Input material:
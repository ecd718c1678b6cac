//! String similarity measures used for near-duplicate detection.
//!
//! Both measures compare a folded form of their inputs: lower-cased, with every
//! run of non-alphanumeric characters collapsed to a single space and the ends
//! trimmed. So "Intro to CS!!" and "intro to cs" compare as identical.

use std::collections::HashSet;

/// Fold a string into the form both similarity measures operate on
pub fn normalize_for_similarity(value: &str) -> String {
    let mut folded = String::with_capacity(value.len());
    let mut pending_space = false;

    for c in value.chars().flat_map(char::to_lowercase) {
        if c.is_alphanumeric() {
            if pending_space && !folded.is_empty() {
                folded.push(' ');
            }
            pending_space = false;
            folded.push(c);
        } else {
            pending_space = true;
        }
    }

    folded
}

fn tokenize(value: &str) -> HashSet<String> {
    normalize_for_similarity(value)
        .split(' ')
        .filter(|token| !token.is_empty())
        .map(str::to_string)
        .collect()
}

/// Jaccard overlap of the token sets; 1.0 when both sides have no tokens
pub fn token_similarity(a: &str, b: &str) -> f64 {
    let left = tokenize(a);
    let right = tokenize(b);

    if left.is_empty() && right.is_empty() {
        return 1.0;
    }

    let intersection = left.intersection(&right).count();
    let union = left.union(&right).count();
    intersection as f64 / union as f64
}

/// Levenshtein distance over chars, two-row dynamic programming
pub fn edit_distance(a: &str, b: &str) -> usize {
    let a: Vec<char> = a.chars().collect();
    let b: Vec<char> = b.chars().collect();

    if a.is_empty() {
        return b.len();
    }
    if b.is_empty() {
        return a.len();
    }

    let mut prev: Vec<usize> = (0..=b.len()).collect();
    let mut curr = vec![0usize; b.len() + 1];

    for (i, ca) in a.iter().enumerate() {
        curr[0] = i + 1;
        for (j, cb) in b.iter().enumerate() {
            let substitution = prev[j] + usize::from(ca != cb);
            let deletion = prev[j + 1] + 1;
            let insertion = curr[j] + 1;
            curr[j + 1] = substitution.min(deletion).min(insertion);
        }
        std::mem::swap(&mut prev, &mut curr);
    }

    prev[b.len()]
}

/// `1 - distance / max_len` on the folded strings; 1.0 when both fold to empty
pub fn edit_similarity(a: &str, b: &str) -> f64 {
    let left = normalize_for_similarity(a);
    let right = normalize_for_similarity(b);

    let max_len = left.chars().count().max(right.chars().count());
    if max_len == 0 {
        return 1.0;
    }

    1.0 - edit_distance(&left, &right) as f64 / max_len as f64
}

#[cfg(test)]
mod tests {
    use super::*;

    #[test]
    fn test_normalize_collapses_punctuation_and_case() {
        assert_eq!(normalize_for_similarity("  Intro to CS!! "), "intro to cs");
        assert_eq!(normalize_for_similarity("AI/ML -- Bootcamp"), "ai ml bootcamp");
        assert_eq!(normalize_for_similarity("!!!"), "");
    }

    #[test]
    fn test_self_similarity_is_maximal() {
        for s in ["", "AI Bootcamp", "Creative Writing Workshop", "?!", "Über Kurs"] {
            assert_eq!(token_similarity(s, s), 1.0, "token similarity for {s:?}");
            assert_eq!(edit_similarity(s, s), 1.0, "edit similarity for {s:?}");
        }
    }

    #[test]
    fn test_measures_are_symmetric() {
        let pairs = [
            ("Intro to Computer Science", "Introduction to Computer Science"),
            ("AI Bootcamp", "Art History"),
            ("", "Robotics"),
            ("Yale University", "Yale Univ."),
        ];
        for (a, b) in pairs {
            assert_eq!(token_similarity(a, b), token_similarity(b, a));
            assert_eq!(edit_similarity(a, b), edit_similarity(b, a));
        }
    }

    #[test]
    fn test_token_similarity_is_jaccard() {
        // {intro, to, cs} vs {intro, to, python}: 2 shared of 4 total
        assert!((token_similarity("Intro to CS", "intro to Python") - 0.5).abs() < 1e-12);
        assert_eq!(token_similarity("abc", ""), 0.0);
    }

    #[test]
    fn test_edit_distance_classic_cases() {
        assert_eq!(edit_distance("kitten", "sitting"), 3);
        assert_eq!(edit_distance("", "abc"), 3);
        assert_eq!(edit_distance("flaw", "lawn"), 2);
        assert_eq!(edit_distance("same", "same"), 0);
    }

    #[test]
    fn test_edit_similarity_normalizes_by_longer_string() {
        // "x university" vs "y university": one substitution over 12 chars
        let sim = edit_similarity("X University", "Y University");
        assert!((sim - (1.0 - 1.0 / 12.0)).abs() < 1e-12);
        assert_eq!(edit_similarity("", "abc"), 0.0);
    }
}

...

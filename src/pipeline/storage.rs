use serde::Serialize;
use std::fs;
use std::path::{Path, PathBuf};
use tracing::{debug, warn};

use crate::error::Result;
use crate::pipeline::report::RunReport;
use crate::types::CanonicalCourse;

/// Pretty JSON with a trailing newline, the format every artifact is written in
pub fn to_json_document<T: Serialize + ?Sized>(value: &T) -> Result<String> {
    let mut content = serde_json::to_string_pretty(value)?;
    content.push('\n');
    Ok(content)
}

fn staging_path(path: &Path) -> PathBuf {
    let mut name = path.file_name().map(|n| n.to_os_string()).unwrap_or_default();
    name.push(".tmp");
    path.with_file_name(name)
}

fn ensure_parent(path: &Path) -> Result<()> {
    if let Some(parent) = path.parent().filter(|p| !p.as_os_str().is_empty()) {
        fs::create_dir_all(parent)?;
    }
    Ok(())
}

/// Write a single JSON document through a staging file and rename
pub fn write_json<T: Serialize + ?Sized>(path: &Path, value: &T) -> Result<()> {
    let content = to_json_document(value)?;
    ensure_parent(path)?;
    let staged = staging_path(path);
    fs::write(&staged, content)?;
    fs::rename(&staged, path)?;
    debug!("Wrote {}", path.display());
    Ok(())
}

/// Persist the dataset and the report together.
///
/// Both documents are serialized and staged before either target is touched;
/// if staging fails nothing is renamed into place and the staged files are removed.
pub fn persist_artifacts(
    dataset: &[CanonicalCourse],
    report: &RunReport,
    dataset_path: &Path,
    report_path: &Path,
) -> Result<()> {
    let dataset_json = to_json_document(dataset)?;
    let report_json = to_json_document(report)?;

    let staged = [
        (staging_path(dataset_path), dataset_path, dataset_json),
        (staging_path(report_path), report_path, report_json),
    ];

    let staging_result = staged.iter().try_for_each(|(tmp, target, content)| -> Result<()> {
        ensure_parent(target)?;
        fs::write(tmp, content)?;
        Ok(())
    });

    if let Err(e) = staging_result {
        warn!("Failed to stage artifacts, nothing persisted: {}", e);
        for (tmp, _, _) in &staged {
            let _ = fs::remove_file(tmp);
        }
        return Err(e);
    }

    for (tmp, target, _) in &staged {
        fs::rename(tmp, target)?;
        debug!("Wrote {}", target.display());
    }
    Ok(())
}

Try it: All lines above from the one containing "let mut content" to the one containing "fs::rename(&staged, path)?;" must be repeated exactly, both lines included, and no others.

Output:
    let mut content = serde_json::to_string_pretty(value)?;
    content.push('\n');
    Ok(content)
}

fn staging_path(path: &Path) -> PathBuf {
    let mut name = path.file_name().map(|n| n.to_os_string()).unwrap_or_default();
    name.push(".tmp");
    path.with_file_name(name)
}

fn ensure_parent(path: &Path) -> Result<()> {
    if let Some(parent) = path.parent().filter(|p| !p.as_os_str().is_empty()) {
        fs::create_dir_all(parent)?;
    }
    Ok(())
}

/// Write a single JSON document through a staging file and rename
pub fn write_json<T: Serialize + ?Sized>(path: &Path, value: &T) -> Result<()> {
    let content = to_json_document(value)?;
    ensure_parent(path)?;
    let staged = staging_path(path);
    fs::write(&staged, content)?;
    fs::rename(&staged, path)?;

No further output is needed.